(Saved data entries)
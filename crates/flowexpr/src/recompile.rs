//! Recompilation of expression text into typed graph nodes.

use std::sync::Arc;

use rustc_hash::FxHashSet;
use smol_str::SmolStr;
use tracing::{debug, warn};

use crate::activity::{Activity, ExpressionActivity, ExpressionKind, TextExpression};
use crate::backend::{BackendError, CompileSession, DispatchError, ExpressionCompiler};
use crate::closure::collect_type_references;
use crate::config::{DefaultAssemblies, EngineConfig};
use crate::environment::Environment;
use crate::error::{RecompileError, Result, SourceDiagnostic};
use crate::imports::{ImportHints, ImportSettings};
use crate::location::{LocationCheck, check_location};
use crate::materialize::{FactoryRegistry, materialize};
use crate::types::{TypeId, TypeUniverse};

/// Source text together with the language it is written in.
#[derive(Debug, Clone, PartialEq, Eq, Hash)]
pub struct ExpressionText {
    pub text: String,
    pub language: SmolStr,
}

impl ExpressionText {
    pub fn new(text: impl Into<String>, language: impl Into<SmolStr>) -> Self {
        Self {
            text: text.into(),
            language: language.into(),
        }
    }
}

/// One recompilation: text, scope, hints, mode and optional target type.
#[derive(Debug, Clone)]
pub struct RecompileRequest<'a> {
    pub expression: ExpressionText,
    pub environment: &'a Environment,
    pub hints: ImportHints,
    pub kind: ExpressionKind,
    pub target: Option<TypeId>,
}

impl<'a> RecompileRequest<'a> {
    pub fn value(expression: ExpressionText, environment: &'a Environment) -> Self {
        Self {
            expression,
            environment,
            hints: ImportHints::default(),
            kind: ExpressionKind::Value,
            target: None,
        }
    }

    pub fn reference(expression: ExpressionText, environment: &'a Environment) -> Self {
        Self {
            kind: ExpressionKind::Reference,
            ..Self::value(expression, environment)
        }
    }

    pub fn with_hints(mut self, hints: ImportHints) -> Self {
        self.hints = hints;
        self
    }

    pub fn with_target(mut self, target: Option<TypeId>) -> Self {
        self.target = target;
        self
    }
}

#[derive(Debug, Clone)]
pub enum RecompileOutcome {
    Compiled {
        resolved_type: TypeId,
        node: ExpressionActivity,
        imports: ImportSettings,
    },
    /// The text did not compile; `resolved_type` is the universal root type.
    CompileFailed {
        resolved_type: TypeId,
        diagnostic: SourceDiagnostic,
    },
}

impl RecompileOutcome {
    pub fn resolved_type(&self) -> TypeId {
        match self {
            RecompileOutcome::Compiled { resolved_type, .. }
            | RecompileOutcome::CompileFailed { resolved_type, .. } => *resolved_type,
        }
    }

    pub fn is_compiled(&self) -> bool {
        matches!(self, RecompileOutcome::Compiled { .. })
    }

    pub fn node(&self) -> Option<&ExpressionActivity> {
        match self {
            RecompileOutcome::Compiled { node, .. } => Some(node),
            RecompileOutcome::CompileFailed { .. } => None,
        }
    }

    pub fn imports(&self) -> Option<&ImportSettings> {
        match self {
            RecompileOutcome::Compiled { imports, .. } => Some(imports),
            RecompileOutcome::CompileFailed { .. } => None,
        }
    }

    pub fn diagnostic(&self) -> Option<&SourceDiagnostic> {
        match self {
            RecompileOutcome::CompileFailed { diagnostic, .. } => Some(diagnostic),
            RecompileOutcome::Compiled { .. } => None,
        }
    }
}

/// Drives one expression-language backend over a shared type universe.
#[derive(Debug)]
pub struct Recompiler<C> {
    compiler: C,
    universe: Arc<TypeUniverse>,
    defaults: DefaultAssemblies,
    factories: FactoryRegistry,
}

impl<C: ExpressionCompiler> Recompiler<C> {
    pub fn new(compiler: C, universe: Arc<TypeUniverse>, config: &EngineConfig) -> Self {
        let factories = FactoryRegistry::text(compiler.language());
        Self {
            compiler,
            universe,
            defaults: config.default_assemblies(),
            factories,
        }
    }

    pub fn with_defaults(mut self, defaults: DefaultAssemblies) -> Self {
        self.defaults = defaults;
        self
    }

    pub fn with_factories(mut self, factories: FactoryRegistry) -> Self {
        self.factories = factories;
        self
    }

    pub fn language(&self) -> &str {
        self.compiler.language()
    }

    pub fn universe(&self) -> &TypeUniverse {
        &self.universe
    }

    pub fn defaults(&self) -> &DefaultAssemblies {
        &self.defaults
    }

    pub fn recompile(&self, request: &RecompileRequest<'_>) -> Result<RecompileOutcome> {
        let expression = &request.expression;
        if expression.language != self.compiler.language() {
            return Err(RecompileError::LanguageMismatch {
                expected: SmolStr::new(self.compiler.language()),
                found: expression.language.clone(),
            });
        }

        debug!(
            text = %expression.text,
            kind = ?request.kind,
            target = ?request.target.map(|t| self.universe.full_name(t)),
            "recompiling expression"
        );

        let assemblies: FxHashSet<_> = request.hints.assemblies().iter().cloned().collect();
        let namespaces: FxHashSet<_> = request.hints.namespaces().iter().cloned().collect();
        let session = self.compiler.session(&expression.text, &assemblies, &namespaces);

        let compiled = match request.target {
            None => session.compile_inferred(request.environment),
            Some(target) => session
                .compile_targeted(request.environment, target)
                .map_err(DispatchError::into_inner),
        };
        let compiled = match compiled {
            Ok(compiled) => compiled,
            Err(BackendError::Source(diagnostic)) => {
                debug!(message = %diagnostic.message, "expression failed to compile");
                return Ok(self.failed(diagnostic));
            }
            Err(BackendError::Internal(message)) => return Err(RecompileError::Backend(message)),
        };

        let resolved_type = match request.target {
            Some(target) if target != compiled.return_type => {
                return Err(RecompileError::Backend(format!(
                    "targeted compilation produced `{}` instead of `{}`",
                    self.universe.full_name(compiled.return_type),
                    self.universe.full_name(target)
                )));
            }
            Some(target) => target,
            None => compiled.return_type,
        };

        if request.kind == ExpressionKind::Reference
            && let LocationCheck::NotLocation(fragment) = check_location(&compiled.body, &self.universe)
        {
            let fragment = session.explain_non_location(&compiled).or(fragment);
            let diagnostic = SourceDiagnostic::invalid_location(&expression.text, fragment.as_deref());
            warn!(
                text = %expression.text,
                node = compiled.body.kind_name(),
                "expression is not an assignable location"
            );
            return Ok(self.failed(diagnostic));
        }

        let references = collect_type_references(&compiled.body, &self.universe, &self.defaults);
        let imports = ImportSettings::from_types(&references, &self.universe);
        let node = materialize(
            &self.factories,
            &self.universe,
            resolved_type,
            request.kind,
            &expression.text,
        )?;

        debug!(
            resolved_type = %self.universe.full_name(resolved_type),
            imports = imports.len(),
            "expression recompiled"
        );
        Ok(RecompileOutcome::Compiled {
            resolved_type,
            node,
            imports,
        })
    }

    /// Compiles `text` in this backend's language as a value node.
    pub fn create_precompiled_value<N, A, S, T>(
        &self,
        target: Option<TypeId>,
        text: &str,
        namespaces: N,
        assemblies: A,
        environment: &Environment,
    ) -> Result<RecompileOutcome>
    where
        N: IntoIterator<Item = Option<S>>,
        A: IntoIterator<Item = Option<T>>,
        S: AsRef<str>,
        T: AsRef<str>,
    {
        self.precompile(
            ExpressionKind::Value,
            target,
            text,
            ImportHints::from_lists(namespaces, assemblies),
            environment,
        )
    }

    /// Compiles `text` in this backend's language as a reference node.
    pub fn create_precompiled_reference<N, A, S, T>(
        &self,
        target: Option<TypeId>,
        text: &str,
        namespaces: N,
        assemblies: A,
        environment: &Environment,
    ) -> Result<RecompileOutcome>
    where
        N: IntoIterator<Item = Option<S>>,
        A: IntoIterator<Item = Option<T>>,
        S: AsRef<str>,
        T: AsRef<str>,
    {
        self.precompile(
            ExpressionKind::Reference,
            target,
            text,
            ImportHints::from_lists(namespaces, assemblies),
            environment,
        )
    }

    /// Like [`Self::create_precompiled_value`], with scope and imports read from `parent`.
    pub fn create_precompiled_value_in(
        &self,
        target: Option<TypeId>,
        text: &str,
        parent: &dyn Activity,
    ) -> Result<RecompileOutcome> {
        let environment = parent.public_environment();
        self.precompile(ExpressionKind::Value, target, text, self.hints_of(parent), &environment)
    }

    /// Like [`Self::create_precompiled_reference`], with scope and imports read from `parent`.
    pub fn create_precompiled_reference_in(
        &self,
        target: Option<TypeId>,
        text: &str,
        parent: &dyn Activity,
    ) -> Result<RecompileOutcome> {
        let environment = parent.public_environment();
        self.precompile(ExpressionKind::Reference, target, text, self.hints_of(parent), &environment)
    }

    /// Recompiles an existing expression node as a value, inferring its type.
    pub fn recompile_value(&self, expression: &dyn TextExpression) -> Result<RecompileOutcome> {
        self.recompile_node(expression, ExpressionKind::Value)
    }

    /// Recompiles an existing expression node as a reference, inferring its type.
    pub fn recompile_reference(&self, expression: &dyn TextExpression) -> Result<RecompileOutcome> {
        self.recompile_node(expression, ExpressionKind::Reference)
    }

    fn recompile_node(&self, expression: &dyn TextExpression, kind: ExpressionKind) -> Result<RecompileOutcome> {
        let environment = expression.public_environment();
        let request = RecompileRequest {
            expression: ExpressionText::new(expression.expression_text(), expression.language()),
            environment: &environment,
            hints: self.hints_of(expression),
            kind,
            target: None,
        };
        self.recompile(&request)
    }

    fn precompile(
        &self,
        kind: ExpressionKind,
        target: Option<TypeId>,
        text: &str,
        hints: ImportHints,
        environment: &Environment,
    ) -> Result<RecompileOutcome> {
        let request = RecompileRequest {
            expression: ExpressionText::new(text, self.compiler.language()),
            environment,
            hints,
            kind,
            target,
        };
        self.recompile(&request)
    }

    /// Imports declared on `node`, with assembly references resolved to full names.
    fn hints_of(&self, node: &(impl Activity + ?Sized)) -> ImportHints {
        let mut hints = ImportHints::new();
        for namespace in node.import_namespaces() {
            hints.add_namespace(&namespace);
        }
        for assembly in node.import_assemblies() {
            if let Some(full_name) = assembly.full_name(&self.universe) {
                hints.add_assembly(&full_name);
            }
        }
        hints
    }

    fn failed(&self, diagnostic: SourceDiagnostic) -> RecompileOutcome {
        RecompileOutcome::CompileFailed {
            resolved_type: self.universe.object(),
            diagnostic,
        }
    }
}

Task description → Return exactly what appears in the records from the line with "fn hints_of(&self, node: &(impl" through the final line, and nothing else.

Task solution →
    fn hints_of(&self, node: &(impl Activity + ?Sized)) -> ImportHints {
        let mut hints = ImportHints::new();
        for namespace in node.import_namespaces() {
            hints.add_namespace(&namespace);
        }
        for assembly in node.import_assemblies() {
            if let Some(full_name) = assembly.full_name(&self.universe) {
                hints.add_assembly(&full_name);
            }
        }
        hints
    }

    fn failed(&self, diagnostic: SourceDiagnostic) -> RecompileOutcome {
        RecompileOutcome::CompileFailed {
            resolved_type: self.universe.object(),
            diagnostic,
        }
    }
}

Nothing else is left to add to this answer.